- Born: Eugene Lorton May 28, 1869 Middletown, Missouri, United States
- Died: November 17, 1949 (aged 80) Tulsa, Oklahoma, United States
- Occupation: Newspaper publisher
- Known for: Owner of Tulsa World
- Political party: Republican Party (before 1932; after 1940)
- Other political affiliations: Democratic Party (1932-1940)

= Eugene Lorton =

American editor and publisher (1869–1949)

Eugene Lorton (May 28, 1869 – October 17, 1949) was the long-time editor and publisher of the Tulsa World newspaper. Born in Missouri, he moved to Tulsa in 1911, where he bought a minority interest in the Tulsa World. Within six years, he owned the newspaper outright. He spent the rest of his life in Tulsa.

==Early life==
Eugene Lorton was born on a farm in Montgomery County, Missouri, near Middletown on May 28, 1869. His father, R. R. Lorton, was a farmer and stock raiser who also worked on farms in Kansas and Texas. In his youth, Eugene attended public schools in Missouri and Kansas, before starting work as a printer's apprentice in Medicine Lodge, Kansas. He worked briefly for a railroad, until he was injured in an accident in Kansas City, and returned to the newspaper business.

==Career==
After recovering from the train accident, Eugene Lorton moved to Idaho Territory, where he returned to the newspaper business. He published weekly papers in Salubria, Emmett and Boise. In 1896, he moved back to Kansas and bought the Linn County Republic in Mound City, Kansas. He became active in politics and was elected mayor of Mound City.

In 1900, he moved to Walla Walla, Washington where he became managing editor of the Walla Walla Daily Union and founded the Walla Walla Daily Bulletin. He also raised his political activity by becoming campaign manager for Governor Cosgrove. When Cosgrove was elected, he appointed Lorton as the chairman of the state board of control.

==Tulsa World==
The Tulsa World had been founded in 1905, and had been owned by Missouri mine owner, George Bayne and his brother-in-law Charles Dent. They also served as editors, after firing the previous editor in 1906, following a financial scandal. Its major competitor was the Morning News, owned by local businessman, Charles Page. Lorton found an opportunity to become editor of, and purchase a one-third interest in, the Tulsa World in 1911, which he increased to one-half interest in 1913, by buying out Bayne's share. By 1917, Lorton, with financial backing of oilman and banker, Harry Sinclair, owned the Tulsa World outright. In 1919, Page sold his paper to Richard Lloyd Jones, who renamed it as the Tulsa Tribune.
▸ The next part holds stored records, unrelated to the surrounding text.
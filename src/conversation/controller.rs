//! The conversation state machine.
//!
//! Pure transition function: consumes the current session (if any) and one
//! incoming event, returns the next session, the prompts to emit, and the
//! lead to dispatch if the dialog just completed. All I/O happens in the
//! runner, which keeps every transition unit-testable.

use crate::catalog::Catalog;
use crate::channels::{Event, Incoming, MarkupHint, UserInfo};
use crate::lead::{Lead, escape_html};
use crate::phone;

use super::session::{Session, Stage};

/// Reply-keyboard label for the one-tap contact share.
pub const CONTACT_LABEL: &str = "📱 Отправить мой номер";

/// Reply-keyboard label that returns the user to category selection. The
/// controller recognizes it by exact text match while awaiting a phone.
pub const BACK_LABEL: &str = "🔙 Назад к выбору направления";

/// Display name when the transport supplies neither a name nor a username.
const FALLBACK_NAME: &str = "Пользователь";

/// A side effect the runner performs on the transport after a transition.
#[derive(Debug, Clone, PartialEq, Eq)]
pub enum Effect {
    ShowCategories { text: String },
    ShowText { text: String, markup: MarkupHint },
    ShowPhonePrompt { text: String },
    ClearReplyControls { text: String },
}

/// Result of one transition.
#[derive(Debug)]
pub struct Outcome {
    /// Next session state; `None` clears the user's session.
    pub session: Option<Session>,
    pub effects: Vec<Effect>,
    /// Set exactly when the dialog reached completion.
    pub lead: Option<Lead>,
}

impl Outcome {
    fn keep(session: Session, effects: Vec<Effect>) -> Self {
        Self {
            session: Some(session),
            effects,
            lead: None,
        }
    }

    fn clear(effects: Vec<Effect>) -> Self {
        Self {
            session: None,
            effects,
            lead: None,
        }
    }
}

/// The state machine. Holds only the read-only catalog.
pub struct Controller {
    catalog: Catalog,
}

impl Controller {
    pub fn new(catalog: Catalog) -> Self {
        Self { catalog }
    }

    pub fn catalog(&self) -> &Catalog {
        &self.catalog
    }

    /// Apply one event to the user's current session.
    pub fn handle(&self, session: Option<Session>, incoming: &Incoming) -> Outcome {
        match &incoming.event {
            // /start restarts from a clean session no matter what came
            // before; prior answers are discarded, never merged.
            Event::Start => self.restart(&incoming.user),
            event => match session {
                // No dialog in progress: everything except /start gets the
                // same hint, /cancel included.
                None => Outcome {
                    session: None,
                    effects: vec![Effect::ShowText {
                        text: "Пожалуйста, используйте /start для начала работы с ботом 🙂"
                            .to_string(),
                        markup: MarkupHint::Plain,
                    }],
                    lead: None,
                },
                Some(session) => match event {
                    Event::Cancel => Outcome::clear(vec![Effect::ClearReplyControls {
                        text: "❌ Диалог отменён. Напишите /start чтобы начать заново."
                            .to_string(),
                    }]),
                    _ => match session.stage {
                        Stage::AwaitingDirection => self.awaiting_direction(session, event),
                        Stage::AwaitingPhone => {
                            self.awaiting_phone(session, &incoming.user, event)
                        }
                    },
                },
            },
        }
    }

    fn restart(&self, user: &UserInfo) -> Outcome {
        let display_name = resolve_display_name(user);
        let greeting_name = user
            .first_name
            .as_deref()
            .filter(|n| !n.is_empty())
            .unwrap_or(&display_name);
        let greeting = format!(
            "👋 Привет, <b>{}</b>!\n\n\
             Добро пожаловать в <b>Компьютерную Академию TOP</b> 🎓\n\n\
             Мы готовим востребованных IT-специалистов по современным программам.\n\n\
             Пожалуйста, выберите направление, которое вас интересует:",
            escape_html(greeting_name)
        );
        Outcome::keep(
            Session::new(user.id, display_name),
            vec![Effect::ShowCategories { text: greeting }],
        )
    }

    fn awaiting_direction(&self, mut session: Session, event: &Event) -> Outcome {
        match event {
            Event::CategorySelected { code } => {
                let Some(category) = self.catalog.get(code) else {
                    // Unknown code: ignored, no state change, no prompt.
                    tracing::debug!(user_id = session.user_id, %code, "unknown category code");
                    return Outcome::keep(session, vec![]);
                };
                session.direction = Some(category.code.clone());
                session.stage = Stage::AwaitingPhone;
                let confirmation = format!(
                    "✅ Вы выбрали: <b>{}</b>\n\n\
                     Отлично! Теперь, пожалуйста, поделитесь своим номером телефона, \
                     чтобы наш менеджер мог связаться с вами 📞",
                    escape_html(&category.label)
                );
                Outcome::keep(
                    session,
                    vec![
                        Effect::ShowText {
                            text: confirmation,
                            markup: MarkupHint::Html,
                        },
                        Effect::ShowPhonePrompt {
                            text: "Нажмите кнопку ниже или введите номер вручную в формате \
                                   <b>+7XXXXXXXXXX</b>:"
                                .to_string(),
                        },
                    ],
                )
            }
            // Anything else while picking a category: nudge toward the
            // buttons, leave state alone.
            _ => Outcome::keep(
                session,
                vec![Effect::ShowText {
                    text: "⬆️ Пожалуйста, выберите направление с помощью кнопок выше."
                        .to_string(),
                    markup: MarkupHint::Plain,
                }],
            ),
        }
    }

    fn awaiting_phone(&self, session: Session, user: &UserInfo, event: &Event) -> Outcome {
        match event {
            Event::Text { text } if text == BACK_LABEL => self.back_to_directions(session),
            Event::ContactShared { raw_number } => {
                // Contact payloads often come without the leading +.
                let raw = if raw_number.starts_with('+') {
                    raw_number.clone()
                } else {
                    format!("+{raw_number}")
                };
                match phone::normalize(&raw) {
                    Some(normalized) => self.complete(session, user, normalized),
                    None => Outcome::keep(
                        session,
                        vec![Effect::ShowText {
                            text: "⚠️ Полученный номер имеет неверный формат. \
                                   Пожалуйста, введите номер вручную."
                                .to_string(),
                            markup: MarkupHint::Plain,
                        }],
                    ),
                }
            }
            Event::Text { text } => match phone::normalize(text.trim()) {
                Some(normalized) => self.complete(session, user, normalized),
                None => self.reject_phone(session),
            },
            _ => self.reject_phone(session),
        }
    }

    fn back_to_directions(&self, mut session: Session) -> Outcome {
        session.direction = None;
        session.stage = Stage::AwaitingDirection;
        Outcome::keep(
            session,
            vec![
                Effect::ShowCategories {
                    text: "Пожалуйста, выберите направление:".to_string(),
                },
                Effect::ClearReplyControls {
                    text: "⬆️ Выберите направление выше.".to_string(),
                },
            ],
        )
    }

    /// Invalid phone: re-prompt with the expected format, stage unchanged.
    /// The reply keyboard stays up so the user can retry or share a contact.
    fn reject_phone(&self, session: Session) -> Outcome {
        Outcome::keep(
            session,
            vec![Effect::ShowText {
                text: "⚠️ Пожалуйста, введите корректный номер телефона в формате \
                       <b>+7XXXXXXXXXX</b>\n\
                       Или воспользуйтесь кнопкой «Отправить мой номер»."
                    .to_string(),
                markup: MarkupHint::Html,
            }],
        )
    }

    fn complete(&self, mut session: Session, user: &UserInfo, normalized: String) -> Outcome {
        session.phone = Some(normalized.clone());
        let Some(direction) = session.direction.clone() else {
            // AwaitingPhone guarantees a direction; getting here is a bug.
            tracing::error!(user_id = session.user_id, "phone stage without a direction");
            return self.back_to_directions(session);
        };
        let lead = Lead {
            user_id: session.user_id,
            display_name: session.display_name.clone(),
            username: user.username.clone(),
            direction,
            phone: normalized,
        };
        Outcome {
            session: None,
            effects: vec![Effect::ClearReplyControls {
                text: "✅ <b>Спасибо! Ваша заявка принята.</b>\n\n\
                       Наш менеджер свяжется с вами в ближайшее время 🚀\n\n\
                       Если у вас есть вопросы — напишите нам:\n\
                       📌 <a href=\"https://volgograd.top-academy.ru/\">Сайт Академии TOP</a>"
                    .to_string(),
            }],
            lead: Some(lead),
        }
    }
}
//! Task-template factories.
//!
//! A factory owns a catalogue of named prototype tasks and builds new task
//! instances from a [`TaskSpec`] by matching its `template` field against
//! that catalogue. Hosts register factories on a
//! [`WorkflowServer`](crate::WorkflowServer); resolution tries them in
//! registration order.

use std::sync::Arc;

use tickflow_config::TaskSpec;

use crate::task::{InertTask, Task};

/// Builds a concrete task from its configuration.
pub type TaskConstructor = fn(&TaskSpec) -> Box<dyn Task>;

/// Provider of named task prototypes.
pub trait TaskFactory: Send + Sync {
    fn name(&self) -> &str;

    fn description(&self) -> &str;

    /// Prototype tasks in catalogue order.
    fn templates(&self) -> Vec<&dyn Task>;

    /// Read access to the prototype registered under `name`.
    fn template(&self, name: &str) -> Option<&dyn Task> {
        self.templates()
            .into_iter()
            .find(|t| t.template().eq_ignore_ascii_case(name))
    }

    fn has_template(&self, name: &str) -> bool {
        self.template(name).is_some()
    }

    /// Build a task for `source`. Templates this factory does not know
    /// produce an [`InertTask`].
    fn create_task(&self, source: &TaskSpec) -> Box<dyn Task>;
}

struct Template {
    prototype: Box<dyn Task>,
    construct: TaskConstructor,
}

/// A factory backed by a registered-constructor table.
pub struct TemplateFactory {
    name: String,
    description: String,
    templates: Vec<Template>,
}

impl TemplateFactory {
    pub fn new(name: impl Into<String>, description: impl Into<String>) -> Self {
        Self {
            name: name.into(),
            description: description.into(),
            templates: Vec::new(),
        }
    }

    /// Register a template. `prototype.template` is the name it is looked up
    /// by; a prototype with an empty task name takes the template name.
    pub fn register(&mut self, mut prototype: TaskSpec, construct: TaskConstructor) {
        if prototype.name.is_empty() {
            prototype.name = prototype.template.clone();
        }
        if self.has_template(&prototype.template) {
            tracing::warn!(factory = %self.name, template = %prototype.template, "template already registered, replacing");
            self.templates
                .retain(|t| !t.prototype.template().eq_ignore_ascii_case(&prototype.template));
        }
        self.templates.push(Template {
            prototype: construct(&prototype),
            construct,
        });
    }

    pub fn with_template(mut self, prototype: TaskSpec, construct: TaskConstructor) -> Self {
        self.register(prototype, construct);
        self
    }
}

impl std::fmt::Debug for TemplateFactory {
    fn fmt(&self, f: &mut std::fmt::Formatter<'_>) -> std::fmt::Result {
        f.debug_struct("TemplateFactory")
            .field("name", &self.name)
            .field(
                "templates",
                &self
                    .templates
                    .iter()
                    .map(|t| t.prototype.template())
                    .collect::<Vec<_>>(),
            )
            .finish()
    }
}

impl TaskFactory for TemplateFactory {
    fn name(&self) -> &str {
        &self.name
    }

    fn description(&self) -> &str {
        &self.description
    }

    fn templates(&self) -> Vec<&dyn Task> {
        self.templates.iter().map(|t| t.prototype.as_ref()).collect()
    }

    fn create_task(&self, source: &TaskSpec) -> Box<dyn Task> {
        let found = self
            .templates
            .iter()
            .find(|t| t.prototype.template().eq_ignore_ascii_case(&source.template));
        match found {
            Some(template) => {
                let mut spec = source.clone();
                let prototype = template.prototype.spec();
                if spec.description.is_empty() {
                    spec.description = prototype.description.clone();
                }
                if spec.documentation.is_empty() {
                    spec.documentation = prototype.documentation.clone();
                }
                (template.construct)(&spec)
            }
            None => Box::new(InertTask::new(source.clone())),
        }
    }
}

/// One line of a template listing.
#[derive(Debug, Clone, PartialEq, Eq)]
pub struct TemplateEntry {
    pub factory: String,
    pub template: String,
    pub description: String,
}

/// All templates offered by a set of factories, in resolution order.
pub type TemplateList = Vec<TemplateEntry>;

pub fn template_list(factories: &[Arc<dyn TaskFactory>]) -> TemplateList {
    factories
        .iter()
        .flat_map(|factory| {
            factory.templates().into_iter().map(move |t| TemplateEntry {
                factory: factory.name().to_string(),
                template: t.template().to_string(),
                description: t.spec().description.clone(),
            })
        })
        .collect()
}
Tulsa's quest for a satisfactory water supply in the early 1900s soon developed into an acrimonious political fight and a personal feud between Lorton and Page.

===Oklahoma politics===
Lorton was active in the Republican party for most of his career. He immediately resumed his activities in Republican party politics after moving to Oklahoma. He was named a member of the finance committee of the Republican National Committee in 1916. However, he became known as a "maverick" after he moved to Oklahoma. He continually supported campaign finance reform and strongly opposed the Ku Klux Klan. More conservative opponents in the party called him the "Republican Bryan." Democratic Oklahoma Governor E. W. Marland said that, "...Gene Marland runs a "propaganda sheet."

According to the Encyclopedia of Oklahoma History and Culture, Lorton presented as pro-organized labor. Media studies professor Russell Cobb noted Lorton was adamantly anti-Industrial Workers of the World and opposed "social equity" for Black Americans. Lorton also supported tariffs and the deportation of foreign citizens "who refused to be Americanized."

Lorton ran in the Republican primary of 1924 to be the nominee for U. S. Senator from Oklahoma, but William B. Pine defeated him soundly. In 1928, Lorton publicly supported the Democratic nominee for President, Alfred E. Smith. He transferred his political loyalty to the Democratic Party in 1932, but this turned out to be only temporary. He returned to the Republican Party in 1940, and remained a member for the rest of his life.

==Death==
Eugene Lorton died in Tulsa of a heart ailment on October 17, 1949. His widow, Maud, died in 1962.